The third distinction I would like to make is between political parties and political advocacy organizations. Even if you cannot bring yourself to work for a given Democratic candidate, you should always be able to bring yourself to work toward building vessels of progressive power not directly associated with any political party. I believe that one of the most short sighted maneuvers many progressive activists often make when they grow too disgusted with the Democratic Party for words is to turn to a non-major political party, as though political parties are the only vessels of political power in this country. The Green Party, no matter how progressive it may be, will never be a major source of political influence in America due to our first-past the post electoral system. However, many progressive organizations not directly affiliated with the Democratic Party already do wield a significant amount of political power: PIRG, the netroots, People for the American Way, Democracy for America, the ACLU, the NAACP, many unions, many environmental organizations, etc. My suggestion to any progressive activist too disgusted with the Democratic Party for words would be to work with local and national progressive organizations, or even help build new ones. I just can't stomach it when so-called progressive "activists" in Philadelphia claim they will sit on their hands in 2006 because of Casey and Rendell, when there are so many emerging local progressive organizations they can work with: Neighborhood Networks, Philadelphians Against Santorum, the local netroots scene, Philly for Change, and others. I can understand not working for someone like Casey, but how is staying home and doing nothing will do nothing to build progressive power. Support and work with progressive organizations that are neither political parties nor something you find too conservative. That will build political power for progressives, not sitting home.

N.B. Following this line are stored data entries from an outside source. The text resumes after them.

use thiserror::Error;

#[derive(Error, Debug)]
pub enum AttendanceError {
    #[error("Camera error: {0}")]
    Camera(String),

    #[error("Model error: {0}")]
    Model(String),

    #[error("Storage error: {0}")]
    Storage(String),

    #[error("Config error: {0}")]
    Config(String),

    #[error("Student not found: {0}")]
    StudentNotFound(String),

    #[error("Student ID already exists: {0}")]
    DuplicateStudent(String),

    #[error("No face detected in the photo")]
    NoFaceDetected,

    #[error("Face quality too low ({score:.2} < {required:.2})")]
    LowQuality { score: f32, required: f32 },

    #[error("Invalid input: {0}")]
    InvalidInput(String),

    #[error("Database error: {0}")]
    Database(#[from] rusqlite::Error),

    #[error("IO error: {0}")]
    Io(#[from] std::io::Error),

    #[error("Image error: {0}")]
    Image(#[from] image::ImageError),

    #[error("ORT error: {0}")]
    Ort(#[from] ort::OrtError),

    #[error("Other error: {0}")]
    Other(#[from] anyhow::Error),
}

pub type Result<T> = std::result::Result<T, AttendanceError>;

So, that is the strategy I propose. Keep progressive electoral challenges restricted to Democratic primaries. Always vote Democrat in the general election, but only offer your activism to candidates in whom you truly believe. Perhaps most importantly, always work to build progressive infrastructure that is separate from electoral politics altogether. It is in keeping with these principles that I can urge you to vote for Bob Casey in the general election, and donate to Ned Lamont in the primary election.

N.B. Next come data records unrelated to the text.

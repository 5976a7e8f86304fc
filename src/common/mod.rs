pub mod config;
pub mod dev_mode;
pub mod error;
pub mod paths;

pub use config::{Config, MatchMetric};
pub use dev_mode::DevMode;
pub use error::{AttendanceError, Result};
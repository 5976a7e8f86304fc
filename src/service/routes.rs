use crate::core::pipeline::{self, FrameReport, Registration};
use crate::report::{self, ReportPeriod};
use crate::service::error::ApiError;
use crate::service::live::mjpeg_part;
use crate::service::protocol::*;
use crate::service::state::AppState;
use crate::storage::{AttendanceFilter, NewStudent, StudentSummary};
use axum::{
    body::{Body, Bytes},
    extract::{DefaultBodyLimit, Multipart, Path, Query, State},
    http::{header, StatusCode},
    response::{Html, IntoResponse, Response},
    routing::{get, post},
    Json, Router,
};
use chrono::Datelike;
use futures::StreamExt;
use std::convert::Infallible;
use tracing::info;

/// Largest accepted upload (photos and frames).
const MAX_UPLOAD_BYTES: usize = 16 * 1024 * 1024;

const RECENT_LIMIT: usize = 50;
const STUDENT_HISTORY_LIMIT: usize = 30;

pub fn router(state: AppState) -> Router {
    Router::new()
        .route("/healthz", get(health))
        .route("/api/dashboard", get(dashboard))
        .route("/api/students", get(list_students).post(register_student))
        .route(
            "/api/students/:id",
            get(get_student).put(update_student).delete(delete_student),
        )
        .route("/api/students/:id/photo", post(re_enroll_student))
        .route("/api/attendance", get(list_attendance))
        .route("/api/recognize", post(recognize))
        .route("/export", get(export_log))
        .route("/export/summary", get(export_summary))
        .route("/live", get(live_page))
        .route("/video_feed", get(video_feed))
        .layer(DefaultBodyLimit::max(MAX_UPLOAD_BYTES))
        .with_state(state)
}

async fn health(State(state): State<AppState>) -> Result<Json<HealthResponse>, ApiError> {
    let students = state.gallery()?.len();
    Ok(Json(HealthResponse {
        status: "ok".to_string(),
        version: env!("CARGO_PKG_VERSION").to_string(),
        students,
        live_feed: state.live_feed().is_some(),
    }))
}

async fn dashboard(State(state): State<AppState>) -> Result<Json<DashboardResponse>, ApiError> {
    let live_feed = state.live_feed().is_some();
    let today = state.pipeline.now().date_naive();

    let (stats, recent) = state
        .blocking(move |state| {
            let store = state.store()?;
            let stats = store.daily_stats(today)?;
            let recent = store.attendance_log(&AttendanceFilter {
                limit: Some(RECENT_LIMIT),
                ..Default::default()
            })?;
            Ok((stats, recent))
        })
        .await?;

    Ok(Json(DashboardResponse { today: stats, recent, live_feed }))
}

async fn list_students(State(state): State<AppState>) -> Result<Json<StudentsResponse>, ApiError> {
    let students = state.blocking(|state| state.store()?.list_students()).await?;
    Ok(Json(StudentsResponse { count: students.len(), students }))
}

/// Fields of a registration form. Text fields may come before or after the file.
#[derive(Default)]
struct UploadForm {
    student_id: Option<String>,
    name: Option<String>,
    course: Option<String>,
    file: Option<Bytes>,
}

impl UploadForm {
    async fn read(mut multipart: Multipart) -> Result<Self, ApiError> {
        let mut form = UploadForm::default();
        while let Some(field) = multipart.next_field().await? {
            let field_name = field.name().unwrap_or_default().to_string();
            match field_name.as_str() {
                "student_id" | "id" => form.student_id = Some(field.text().await?),
                "name" => form.name = Some(field.text().await?),
                "course" => form.course = Some(field.text().await?),
                "file" | "photo" | "image" => form.file = Some(field.bytes().await?),
                other => tracing::debug!("Ignoring form field '{}'", other),
            }
        }
        Ok(form)
    }

    fn take_file(&mut self) -> Result<Bytes, ApiError> {
        match self.file.take() {
            Some(bytes) if !bytes.is_empty() => Ok(bytes),
            _ => Err(ApiError::bad_request("missing photo: send it as the 'file' field")),
        }
    }
}

async fn register_student(
    State(state): State<AppState>,
    multipart: Multipart,
) -> Result<(StatusCode, Json<Registration>), ApiError> {
    let mut form = UploadForm::read(multipart).await?;
    let photo = form.take_file()?;

    let missing = |field: &str| ApiError::bad_request(format!("missing field '{}'", field));
    let student = NewStudent {
        id: form.student_id.ok_or_else(|| missing("student_id"))?,
        name: form.name.ok_or_else(|| missing("name"))?,
        course: form.course.ok_or_else(|| missing("course"))?,
    };

    let registration = state
        .blocking(move |state| {
            pipeline::register_student(
                state.engine(),
                &state.store,
                &state.gallery,
                &state.config,
                student,
                &photo,
                state.photos_dir.as_deref(),
            )
        })
        .await?;

    info!(
        "Registered {} ({}) via API, {}",
        registration.student.name,
        registration.student.id,
        registration.quality.get_quality_assessment()
    );
    Ok((StatusCode::CREATED, Json(registration)))
}

async fn get_student(
    State(state): State<AppState>,
    Path(id): Path<String>,
) -> Result<Json<StudentDetail>, ApiError> {
    let detail = state
        .blocking(move |state| {
            let store = state.store()?;
            let student = store.get_student(&id)?;
            let attendance = store.attendance_log(&AttendanceFilter {
                student_id: Some(id),
                limit: Some(STUDENT_HISTORY_LIMIT),
                ..Default::default()
            })?;
            Ok(StudentDetail {
                embedding_dim: student.embedding.len(),
                student: StudentSummary::from(&student),
                attendance,
            })
        })
        .await?;
    Ok(Json(detail))
}

async fn update_student(
    State(state): State<AppState>,
    Path(id): Path<String>,
    Json(request): Json<UpdateStudentRequest>,
) -> Result<Json<StudentSummary>, ApiError> {
    let (name, course) = request.normalized().map_err(ApiError::bad_request)?;

    let student = state
        .blocking(move |state| {
            let store = state.store()?;
            store.update_student(&id, name.as_deref(), course.as_deref())?;
            pipeline::reload_gallery(&store, &state.gallery)?;
            Ok(StudentSummary::from(&store.get_student(&id)?))
        })
        .await?;
    Ok(Json(student))
}

async fn delete_student(
    State(state): State<AppState>,
    Path(id): Path<String>,
) -> Result<StatusCode, ApiError> {
    state
        .blocking(move |state| {
            let store = state.store()?;
            store.delete_student(&id)?;
            pipeline::reload_gallery(&store, &state.gallery)
        })
        .await?;
    Ok(StatusCode::NO_CONTENT)
}

async fn re_enroll_student(
    State(state): State<AppState>,
    Path(id): Path<String>,
    multipart: Multipart,
) -> Result<Json<Registration>, ApiError> {
    let mut form = UploadForm::read(multipart).await?;
    let photo = form.take_file()?;

    let registration = state
        .blocking(move |state| {
            pipeline::re_enroll(
                state.engine(),
                &state.store,
                &state.gallery,
                &state.config,
                &id,
                &photo,
                state.photos_dir.as_deref(),
            )
        })
        .await?;
    Ok(Json(registration))
}

fn query_filter(query: AttendanceQuery) -> Result<AttendanceFilter, ApiError> {
    let period = ReportPeriod::from_params(
        query.date.as_deref(),
        query.month.as_deref(),
        query.from.as_deref(),
        query.to.as_deref(),
    )?;
    let student_id = query.student_id.filter(|s| !s.trim().is_empty());
    let mut filter = period.to_filter(student_id)?;
    filter.limit = query.limit;
    Ok(filter)
}

async fn list_attendance(
    State(state): State<AppState>,
    Query(query): Query<AttendanceQuery>,
) -> Result<Json<AttendanceResponse>, ApiError> {
    let filter = query_filter(query)?;
    let records = state
        .blocking(move |state| state.store()?.attendance_log(&filter))
        .await?;
    Ok(Json(AttendanceResponse { count: records.len(), records }))
}

/// Recognize faces in an uploaded frame and log attendance like the camera does.
async fn recognize(
    State(state): State<AppState>,
    multipart: Multipart,
) -> Result<Json<FrameReport>, ApiError> {
    let mut form = UploadForm::read(multipart).await?;
    let bytes = form.take_file()?;

    let report = state
        .blocking(move |state| {
            let frame = pipeline::decode_photo(&bytes)?;
            let gallery = state.gallery()?;
            state
                .pipeline
                .process_frame(&frame, &gallery, &state.store, state.pipeline.now())
        })
        .await?;
    Ok(Json(report))
}

fn csv_attachment(filename: &str, body: String) -> Response {
    (
        [
            (header::CONTENT_TYPE, "text/csv; charset=utf-8".to_string()),
            (
                header::CONTENT_DISPOSITION,
                format!("attachment; filename=\"{}\"", filename),
            ),
        ],
        body,
    )
        .into_response()
}

async fn export_log(
    State(state): State<AppState>,
    Query(query): Query<AttendanceQuery>,
) -> Result<Response, ApiError> {
    let filter = query_filter(query)?;
    let records = state
        .blocking(move |state| state.store()?.attendance_log(&filter))
        .await?;
    info!("Exporting {} attendance records", records.len());
    Ok(csv_attachment(report::LOG_FILENAME, report::attendance_log_csv(&records)))
}

async fn export_summary(
    State(state): State<AppState>,
    Query(query): Query<SummaryQuery>,
) -> Result<Response, ApiError> {
    let (year, month) = match query.month.as_deref() {
        Some(month) => report::parse_month(month)?,
        None => {
            let today = state.pipeline.now().date_naive();
            (today.year(), today.month())
        }
    };

    let rows = state
        .blocking(move |state| state.store()?.monthly_summary(year, month))
        .await?;
    Ok(csv_attachment(
        &report::summary_filename(year, month),
        report::monthly_summary_csv(&rows),
    ))
}

async fn live_page() -> Html<&'static str> {
    Html(LIVE_PAGE)
}

async fn video_feed(State(state): State<AppState>) -> Result<Response, ApiError> {
    let receiver = state
        .live_feed()
        .ok_or_else(|| ApiError::unavailable("live camera feed is not running"))?;

    // Ends when the camera thread drops its sender
    let frames = futures::stream::unfold(receiver, |mut rx| async move {
        rx.changed().await.ok()?;
        let frame = rx.borrow_and_update().clone();
        Some((frame, rx))
    })
    .filter_map(|frame| async move { frame })
    .map(|jpeg| Ok::<_, Infallible>(mjpeg_part(&jpeg)));

    Response::builder()
        .header(header::CONTENT_TYPE, "multipart/x-mixed-replace; boundary=frame")
        .header(header::CACHE_CONTROL, "no-cache")
        .body(Body::from_stream(frames))
        .map_err(|e| ApiError::internal(e.to_string()))
}

const LIVE_PAGE: &str = r#"<!DOCTYPE html>
<html>
<head><meta charset="utf-8"><title>Live attendance</title></head>
<body>
<h1>Live attendance</h1>
<img src="/video_feed" alt="camera feed">
<p><a href="/api/dashboard">Today</a> | <a href="/export">Download CSV</a></p>
</body>
</html>
"#;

As a final note, I would like to say that obviously, barring something truly spectacular, Bob Casey Jr. will win the Pennsylvania Democratic Senatorial primary in a landslide. That neither Pennacchio nor Sandals ever emerged as a serious threat to Casey in the primary is demonstrative of the sorry state of progressives in the state of Pennsylvania. If anything, this should serve (and I think it has) as a wake up call to progressives in my home state that we have a lot of work to do and a lot of progressive infrastructure to build to make sure that this never happens again. If Lamont does better in Connecticut, then that is because the situation for progressives in Connecticut is better than it is in Pennsylvania. There are a variety of reasons why that is the case, and I know that situation will never change as long as you decide to stay home and do nothing. If you live in Philly, the first line of action I suggest would be to help out Anne Dicker in her run for State Representative. A victory for Anne will really shake up the local powers-that-be. Also, no matter where you live, you can donate and volunteer for Jon Tester and Ned Lamont over at the combined netroots page, as both candidates are progressives running in important primaries against conservative Democrats. Further, you can participate in the fifty-state canvass next Saturday. Whatever you do, do not just stay at home. An activist's work is never done.